全部で24の学部があり、そのうち15の学部が都市部のワシリー島にある。選択できるのは通常の昼間課程の他に夜間部・通信講座・予科の課程で、学部課程・専門課程・修士課程・準博士課程・博士課程が用意されている。
規模や入試難易度などで有名な学部は法学部、数学・力学部、哲学部であり、特に法学部の卒業生には著名な政府要職者が多いことで有名である。したがって、ロシアで近年一番人気のある法学部はサンクトペテルブルク大学である[2]。サンクトペテルブルク大学法学部はモスクワ大学法学部と同じか、それ以上の高いプレステージがあると言われており、将来政府機関で働きたい学生からは特に人気がある。具体的な卒業生としてはウラジーミル・プーチン第2・4代大統領、ドミートリー・メドヴェージェフ第3代大統領、アレクサンドル・コノヴァロフ司法大臣、ドミトリー・コザク副首相、ヴィタリー・ムトコ観光スポーツ青少年政策大臣、アナトーリー・セルジュコフ国防大臣、ヴィクトル・エヴトゥホフ商工業次官、アレクサンドル・スミルロフ司法第一次官、エレーナ・ボルセンコ司法次官、ユーリ・アレクセイエフ内務次官などがおり、卒業生は現在のロシア政治エリートの主流派となっている。その他にも下院議員・州知事・検察官・憲法裁判所裁判官・ガスプロム役員など法学部卒業生は多分野で活躍している[3]。またロシア革命の指導者ウラジーミル・レーニンが学んでいたのも、現在のサンクトペテルブルク大学法学部である。
その他にも、ロシアではピョートル大帝の時代からモンゴル、中国、チベットなどの文献の収集がおこなわれており、その東洋学研究が引き継がれた東洋学部は世界的な東洋学の研究機関として有名である。
また、経営学部所属のビジネススクール「Graduate School of Management」(GSOM)は、2005年にSkolkovo Moscow School of Managementと共にロシア連邦政府のリーディング・ビジネススクール優先育成プロジェクトに選ばれ、MBAの取得などでロシアでもっとも充実したビジネス教育環境が整備された。その結果、現在ロシア国内・全東ヨーロッパともにGSOMはビジネススクールランキングで1位[4]、世界全体で60位[5]となっている(ハーバード大学1位、復旦大学29位、ソウル大学56位、東京大学68位、モスクワ大学91位)。

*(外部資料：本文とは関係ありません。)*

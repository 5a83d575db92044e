///
/// SOCKS5 protocol implementation details.
///
/// RFC 1928 (SOCKS Protocol Version 5)
/// https://datatracker.ietf.org/doc/html/rfc1928
///
/// RFC 1929 (Username/Password Authentication for SOCKS V5)
/// https://datatracker.ietf.org/doc/html/rfc1929
///
use crate::{
    auth::LurkAuthMethod,
    common::error::{InvalidValue, LurkError, Unsupported},
    net::Address,
};
use anyhow::{bail, Result};
use bytes::BufMut;
use std::net::SocketAddr;
use tokio::io::AsyncReadExt;

pub mod request;
pub mod response;

#[rustfmt::skip]
pub(crate) mod consts {
    pub const SOCKS5_VERSION: u8 = 0x05;

    pub mod auth {
        pub const SOCKS5_AUTH_METHOD_NONE: u8 = 0x00;
        pub const SOCKS5_AUTH_METHOD_GSSAPI: u8 = 0x01;
        pub const SOCKS5_AUTH_METHOD_PASSWORD: u8 = 0x02;
        pub const SOCKS5_AUTH_METHOD_NOT_ACCEPTABLE: u8 = 0xff;
    }

    pub mod userpass {
        pub const USERPASS_VERSION: u8 = 0x01;
        pub const USERPASS_STATUS_SUCCESS: u8 = 0x00;
        pub const USERPASS_STATUS_FAILURE: u8 = 0x01;
    }

    pub mod command {
        pub const SOCKS5_CMD_CONNECT: u8 = 0x01;
        pub const SOCKS5_CMD_BIND: u8 = 0x02;
        pub const SOCKS5_CMD_UDP_ASSOCIATE: u8 = 0x03;
    }

    pub mod address {
        pub const SOCKS5_ADDR_TYPE_IPV4: u8 = 0x01;
        pub const SOCKS5_ADDR_TYPE_DOMAIN_NAME: u8 = 0x03;
        pub const SOCKS5_ADDR_TYPE_IPV6: u8 = 0x04;
    }

    pub mod reply {
        pub const SOCKS5_REPLY_SUCCEEDED: u8 = 0x00;
        pub const SOCKS5_REPLY_GENERAL_FAILURE: u8 = 0x01;
        pub const SOCKS5_REPLY_CONNECTION_NOT_ALLOWED: u8 = 0x02;
        pub const SOCKS5_REPLY_NETWORK_UNREACHABLE: u8 = 0x03;
        pub const SOCKS5_REPLY_HOST_UNREACHABLE: u8 = 0x04;
        pub const SOCKS5_REPLY_CONNECTION_REFUSED: u8 = 0x05;
        pub const SOCKS5_REPLY_TTL_EXPIRED: u8 = 0x06;
        pub const SOCKS5_REPLY_COMMAND_NOT_SUPPORTED: u8 = 0x07;
        pub const SOCKS5_REPLY_ADDRESS_TYPE_NOT_SUPPORTED: u8 = 0x08;
    }
}

impl LurkAuthMethod {
    pub fn from_socks5_const(value: u8) -> Result<LurkAuthMethod> {
        use consts::auth::*;
        match value {
            SOCKS5_AUTH_METHOD_NONE => Ok(LurkAuthMethod::None),
            SOCKS5_AUTH_METHOD_GSSAPI => Ok(LurkAuthMethod::GssAPI),
            SOCKS5_AUTH_METHOD_PASSWORD => Ok(LurkAuthMethod::Password),
            _ => bail!(LurkError::DataError(InvalidValue::AuthMethod(value))),
        }
    }

    fn as_socks5_const(self) -> u8 {
        use consts::auth::*;
        match self {
            LurkAuthMethod::None => SOCKS5_AUTH_METHOD_NONE,
            LurkAuthMethod::GssAPI => SOCKS5_AUTH_METHOD_GSSAPI,
            LurkAuthMethod::Password => SOCKS5_AUTH_METHOD_PASSWORD,
        }
    }
}

#[repr(u8)]
#[rustfmt::skip]
#[derive(Debug, PartialEq, Eq, Hash, Clone, Copy)]
pub enum Command {
    Connect,
    Bind,
    UdpAssociate
}

impl TryFrom<u8> for Command {
    type Error = LurkError;

    fn try_from(value: u8) -> Result<Self, Self::Error> {
        use consts::command::*;
        match value {
            SOCKS5_CMD_BIND => Ok(Command::Bind),
            SOCKS5_CMD_CONNECT => Ok(Command::Connect),
            SOCKS5_CMD_UDP_ASSOCIATE => Ok(Command::UdpAssociate),
            _ => Err(LurkError::DataError(InvalidValue::SocksCommand(value))),
        }
    }
}

impl Address {
    pub async fn read_from<T: AsyncReadExt + Unpin>(stream: &mut T) -> Result<Address> {
        use consts::address::*;
        let address_type = stream.read_u8().await?;

        match address_type {
            SOCKS5_ADDR_TYPE_IPV4 => Address::read_ipv4(stream).await,
            SOCKS5_ADDR_TYPE_IPV6 => Address::read_ipv6(stream).await,
            SOCKS5_ADDR_TYPE_DOMAIN_NAME => {
                let len = stream.read_u8().await?;
                Address::read_domain_name(stream, len).await
            }
            _ => bail!(LurkError::DataError(InvalidValue::AddressType(address_type))),
        }
    }

    pub fn write_to<T: BufMut>(&self, buf: &mut T) {
        match self {
            Address::SocketAddress(SocketAddr::V4(ipv4_addr)) => {
                buf.put_u8(consts::address::SOCKS5_ADDR_TYPE_IPV4);
                Address::write_ipv4(buf, ipv4_addr)
            }
            Address::SocketAddress(SocketAddr::V6(ipv6_addr)) => {
                buf.put_u8(consts::address::SOCKS5_ADDR_TYPE_IPV6);
                Address::write_ipv6(buf, ipv6_addr)
            }
            Address::DomainName(name, port) => {
                buf.put_u8(consts::address::SOCKS5_ADDR_TYPE_DOMAIN_NAME);
                Address::write_domain_name(buf, name, *port)
            }
        }
    }
}

#[derive(Debug, Clone, Copy, PartialEq)]
#[allow(dead_code)]
pub enum ReplyStatus {
    Succeeded,
    GeneralFailure,
    ConnectionNotAllowed,
    NetworkUnreachable,
    HostUnreachable,
    ConnectionRefused,
    TtlExpired,
    CommandNotSupported,
    AddressTypeNotSupported,
    OtherReply(u8),
}

impl ReplyStatus {
    #[rustfmt::skip]
    fn as_u8(self) -> u8 {
        match self {
            ReplyStatus::Succeeded               => consts::reply::SOCKS5_REPLY_SUCCEEDED,
            ReplyStatus::GeneralFailure          => consts::reply::SOCKS5_REPLY_GENERAL_FAILURE,
            ReplyStatus::ConnectionNotAllowed    => consts::reply::SOCKS5_REPLY_CONNECTION_NOT_ALLOWED,
            ReplyStatus::NetworkUnreachable      => consts::reply::SOCKS5_REPLY_NETWORK_UNREACHABLE,
            ReplyStatus::HostUnreachable         => consts::reply::SOCKS5_REPLY_HOST_UNREACHABLE,
            ReplyStatus::ConnectionRefused       => consts::reply::SOCKS5_REPLY_CONNECTION_REFUSED,
            ReplyStatus::TtlExpired              => consts::reply::SOCKS5_REPLY_TTL_EXPIRED,
            ReplyStatus::CommandNotSupported     => consts::reply::SOCKS5_REPLY_COMMAND_NOT_SUPPORTED,
            ReplyStatus::AddressTypeNotSupported => consts::reply::SOCKS5_REPLY_ADDRESS_TYPE_NOT_SUPPORTED,
            ReplyStatus::OtherReply(other)       => other,
        }
    }
}

impl From<LurkError> for ReplyStatus {
    fn from(err: LurkError) -> Self {
        match err {
            LurkError::Unsupported(unsupported) => match unsupported {
                Unsupported::Socks5Command(_) => ReplyStatus::CommandNotSupported,
            },
            LurkError::UnresolvedDomainName(_) => ReplyStatus::HostUnreachable,
            LurkError::DataError(InvalidValue::AddressType(_) | InvalidValue::DomainNameLength(_)) => ReplyStatus::AddressTypeNotSupported,
            LurkError::DataError(InvalidValue::SocksCommand(_)) => ReplyStatus::CommandNotSupported,
            _ => ReplyStatus::GeneralFailure,
        }
    }
}

impl From<anyhow::Error> for ReplyStatus {
    fn from(err: anyhow::Error) -> Self {
        let err = match err.downcast::<LurkError>() {
            Ok(lurk_err) => return ReplyStatus::from(lurk_err),
            Err(err) => err,
        };
        match err.downcast::<std::io::Error>() {
            Ok(io) => match io.kind() {
                std::io::ErrorKind::ConnectionRefused => ReplyStatus::ConnectionRefused,
                std::io::ErrorKind::NetworkUnreachable => ReplyStatus::NetworkUnreachable,
                std::io::ErrorKind::HostUnreachable | std::io::ErrorKind::ConnectionAborted => ReplyStatus::HostUnreachable,
                _ => ReplyStatus::GeneralFailure,
            },
            Err(_) => ReplyStatus::GeneralFailure,
        }
    }
}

尚、日本語教育が行われている学部は3学部あり、東洋学部、言語学部、国際関係学部がある。東洋学部と言語学部には日本人教師がいる。東洋学部では日本語を主専攻で学び、言語学部と国際関係学部では第二外国語として学んでいる。このペテルブルク大学東洋学部支那・満州・蒙古学科の日本語講座は明治3年(1870年)にロシア外務省アジア局長ストレモウホフ(のち外相)が開設を提案した講座で、ストレモウホフは文久3年(1863年)に竹内下野守一行の幕府使節ではアジア局次長として、慶応2年(1866年)に樺太国境画定交渉の遺露使節団の代表正使として外国奉行・小出秀実がロシアへ派遣された時は、アジア局長としてロシア側の全権として交渉した[6]。日本人講師の初代はロシア外務省の役人となった橘耕斎、その後を外務省勤務の西徳二郎、安藤謙介が引き継ぎ、初めて教師が本職である講師として黒野義文が教壇に立った。東京外国語学校のロシア語学科最上級(第1期生)で日本最初の露語辞典『露和字彙』編纂にも関わった黒野義文は明治21年(1888年)から大正5年(1916年)までペテルブルク大学東洋学部支那・満州・蒙古学科の日本語講座で日本語を教え、『日露通俗会話篇』ほかロシア語で日本に関する本を十冊ほど執筆[7]、多くの日本学研究者を育て、欧米大学における日本学の土台を構築することになった。